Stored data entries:
※ ※ ※

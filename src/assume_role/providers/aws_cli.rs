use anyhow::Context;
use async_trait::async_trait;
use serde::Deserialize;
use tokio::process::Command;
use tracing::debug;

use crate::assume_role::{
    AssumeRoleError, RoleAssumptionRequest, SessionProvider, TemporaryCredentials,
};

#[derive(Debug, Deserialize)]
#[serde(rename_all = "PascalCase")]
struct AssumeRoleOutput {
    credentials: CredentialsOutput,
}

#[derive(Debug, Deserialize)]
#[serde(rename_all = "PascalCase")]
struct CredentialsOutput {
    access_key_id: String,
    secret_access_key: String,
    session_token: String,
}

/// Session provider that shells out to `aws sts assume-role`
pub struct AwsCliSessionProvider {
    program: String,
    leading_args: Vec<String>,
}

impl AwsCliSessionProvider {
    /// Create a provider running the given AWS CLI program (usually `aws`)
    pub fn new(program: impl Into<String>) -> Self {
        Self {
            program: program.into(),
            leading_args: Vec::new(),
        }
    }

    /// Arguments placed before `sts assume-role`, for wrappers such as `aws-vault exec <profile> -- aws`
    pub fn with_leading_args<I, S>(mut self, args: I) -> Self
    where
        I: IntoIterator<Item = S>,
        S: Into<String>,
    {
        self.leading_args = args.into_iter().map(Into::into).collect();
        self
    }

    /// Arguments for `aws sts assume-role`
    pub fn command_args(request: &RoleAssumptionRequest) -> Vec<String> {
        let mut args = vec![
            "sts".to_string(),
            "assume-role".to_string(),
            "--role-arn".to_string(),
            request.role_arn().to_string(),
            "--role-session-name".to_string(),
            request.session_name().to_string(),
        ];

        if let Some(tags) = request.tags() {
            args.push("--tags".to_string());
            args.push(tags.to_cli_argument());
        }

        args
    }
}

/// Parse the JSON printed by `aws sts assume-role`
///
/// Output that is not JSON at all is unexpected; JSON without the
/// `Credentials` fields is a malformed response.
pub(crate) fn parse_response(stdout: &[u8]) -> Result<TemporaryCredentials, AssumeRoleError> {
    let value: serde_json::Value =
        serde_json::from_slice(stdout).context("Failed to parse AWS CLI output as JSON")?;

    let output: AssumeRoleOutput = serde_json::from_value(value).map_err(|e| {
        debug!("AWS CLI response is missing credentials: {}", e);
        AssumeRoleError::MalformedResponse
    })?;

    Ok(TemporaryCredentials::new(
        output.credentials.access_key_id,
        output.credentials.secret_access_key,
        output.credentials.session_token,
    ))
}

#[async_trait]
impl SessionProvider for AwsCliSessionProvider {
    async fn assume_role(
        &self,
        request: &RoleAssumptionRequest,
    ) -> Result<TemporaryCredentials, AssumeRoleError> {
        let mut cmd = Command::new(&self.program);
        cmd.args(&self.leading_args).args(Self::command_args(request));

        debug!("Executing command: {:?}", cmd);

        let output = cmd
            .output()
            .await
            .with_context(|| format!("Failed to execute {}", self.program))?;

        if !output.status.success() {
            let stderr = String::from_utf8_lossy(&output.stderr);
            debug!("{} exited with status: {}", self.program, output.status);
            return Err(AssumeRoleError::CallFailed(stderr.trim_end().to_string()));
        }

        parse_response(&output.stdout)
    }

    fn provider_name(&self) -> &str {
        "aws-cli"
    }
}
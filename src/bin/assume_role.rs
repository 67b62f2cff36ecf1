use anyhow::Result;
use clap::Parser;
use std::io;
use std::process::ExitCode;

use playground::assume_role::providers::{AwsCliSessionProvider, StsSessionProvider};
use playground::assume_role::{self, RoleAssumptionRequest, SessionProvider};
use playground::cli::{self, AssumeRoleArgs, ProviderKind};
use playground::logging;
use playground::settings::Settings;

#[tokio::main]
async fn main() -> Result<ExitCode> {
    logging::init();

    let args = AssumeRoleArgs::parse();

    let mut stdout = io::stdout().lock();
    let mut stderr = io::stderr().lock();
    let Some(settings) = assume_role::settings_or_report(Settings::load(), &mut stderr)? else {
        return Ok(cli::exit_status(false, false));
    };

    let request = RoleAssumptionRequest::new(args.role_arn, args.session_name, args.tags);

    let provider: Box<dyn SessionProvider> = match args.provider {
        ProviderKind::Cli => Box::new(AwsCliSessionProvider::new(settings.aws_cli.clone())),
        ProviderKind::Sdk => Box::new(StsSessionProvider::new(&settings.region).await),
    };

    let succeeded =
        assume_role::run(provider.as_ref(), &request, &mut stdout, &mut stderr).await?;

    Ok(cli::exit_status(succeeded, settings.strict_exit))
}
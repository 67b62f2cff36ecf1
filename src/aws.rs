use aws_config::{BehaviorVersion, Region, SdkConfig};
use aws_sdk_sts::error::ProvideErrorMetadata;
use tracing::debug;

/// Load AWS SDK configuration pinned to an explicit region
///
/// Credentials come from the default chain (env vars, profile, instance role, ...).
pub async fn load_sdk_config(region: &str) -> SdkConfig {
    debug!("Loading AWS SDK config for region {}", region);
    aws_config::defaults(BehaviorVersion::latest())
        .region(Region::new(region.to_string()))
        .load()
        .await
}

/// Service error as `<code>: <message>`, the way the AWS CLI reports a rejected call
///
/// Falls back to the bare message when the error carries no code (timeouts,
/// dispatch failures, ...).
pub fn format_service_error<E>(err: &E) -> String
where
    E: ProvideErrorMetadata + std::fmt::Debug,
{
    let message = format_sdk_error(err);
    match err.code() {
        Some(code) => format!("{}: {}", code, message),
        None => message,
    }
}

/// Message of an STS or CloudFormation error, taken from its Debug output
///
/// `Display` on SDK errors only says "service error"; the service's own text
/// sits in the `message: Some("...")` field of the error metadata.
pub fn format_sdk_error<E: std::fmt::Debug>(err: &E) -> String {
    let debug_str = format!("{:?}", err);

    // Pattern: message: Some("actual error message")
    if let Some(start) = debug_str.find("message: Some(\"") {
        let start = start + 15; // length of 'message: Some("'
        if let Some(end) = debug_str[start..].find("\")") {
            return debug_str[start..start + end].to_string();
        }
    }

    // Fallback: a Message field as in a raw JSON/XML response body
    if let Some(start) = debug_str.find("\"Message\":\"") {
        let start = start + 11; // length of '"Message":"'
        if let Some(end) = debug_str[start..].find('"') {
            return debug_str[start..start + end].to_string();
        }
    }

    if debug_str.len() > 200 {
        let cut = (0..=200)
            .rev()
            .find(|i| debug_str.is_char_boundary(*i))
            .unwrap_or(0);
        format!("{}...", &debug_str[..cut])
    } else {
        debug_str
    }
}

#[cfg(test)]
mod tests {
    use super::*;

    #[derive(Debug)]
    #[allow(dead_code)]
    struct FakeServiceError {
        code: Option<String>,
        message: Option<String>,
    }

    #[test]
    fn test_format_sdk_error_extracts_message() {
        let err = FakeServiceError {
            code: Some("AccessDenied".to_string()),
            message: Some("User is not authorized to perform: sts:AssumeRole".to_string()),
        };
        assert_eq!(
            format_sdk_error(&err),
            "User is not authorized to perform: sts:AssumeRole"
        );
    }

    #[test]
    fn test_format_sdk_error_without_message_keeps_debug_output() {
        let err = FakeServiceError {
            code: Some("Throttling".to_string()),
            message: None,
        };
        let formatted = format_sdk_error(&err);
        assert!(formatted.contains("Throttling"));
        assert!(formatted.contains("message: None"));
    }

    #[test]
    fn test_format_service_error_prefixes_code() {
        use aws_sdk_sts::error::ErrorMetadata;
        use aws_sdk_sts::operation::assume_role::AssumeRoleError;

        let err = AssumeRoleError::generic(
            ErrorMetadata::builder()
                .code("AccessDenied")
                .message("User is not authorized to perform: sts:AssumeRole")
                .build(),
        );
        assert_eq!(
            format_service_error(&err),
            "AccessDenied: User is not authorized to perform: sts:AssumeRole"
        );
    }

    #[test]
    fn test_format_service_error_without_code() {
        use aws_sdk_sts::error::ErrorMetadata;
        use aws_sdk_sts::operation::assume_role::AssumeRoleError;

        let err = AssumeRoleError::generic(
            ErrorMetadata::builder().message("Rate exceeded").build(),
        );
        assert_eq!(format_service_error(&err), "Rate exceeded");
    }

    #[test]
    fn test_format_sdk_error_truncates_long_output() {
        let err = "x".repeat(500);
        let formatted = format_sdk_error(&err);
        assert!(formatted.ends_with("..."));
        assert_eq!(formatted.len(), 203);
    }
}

※ ※ ※

▸ EXERCISE: Search the data above for the string "push" and copy each line that has it.

▸ TASK OUTPUT:
            args.push("--tags".to_string());
            args.push(tags.to_cli_argument());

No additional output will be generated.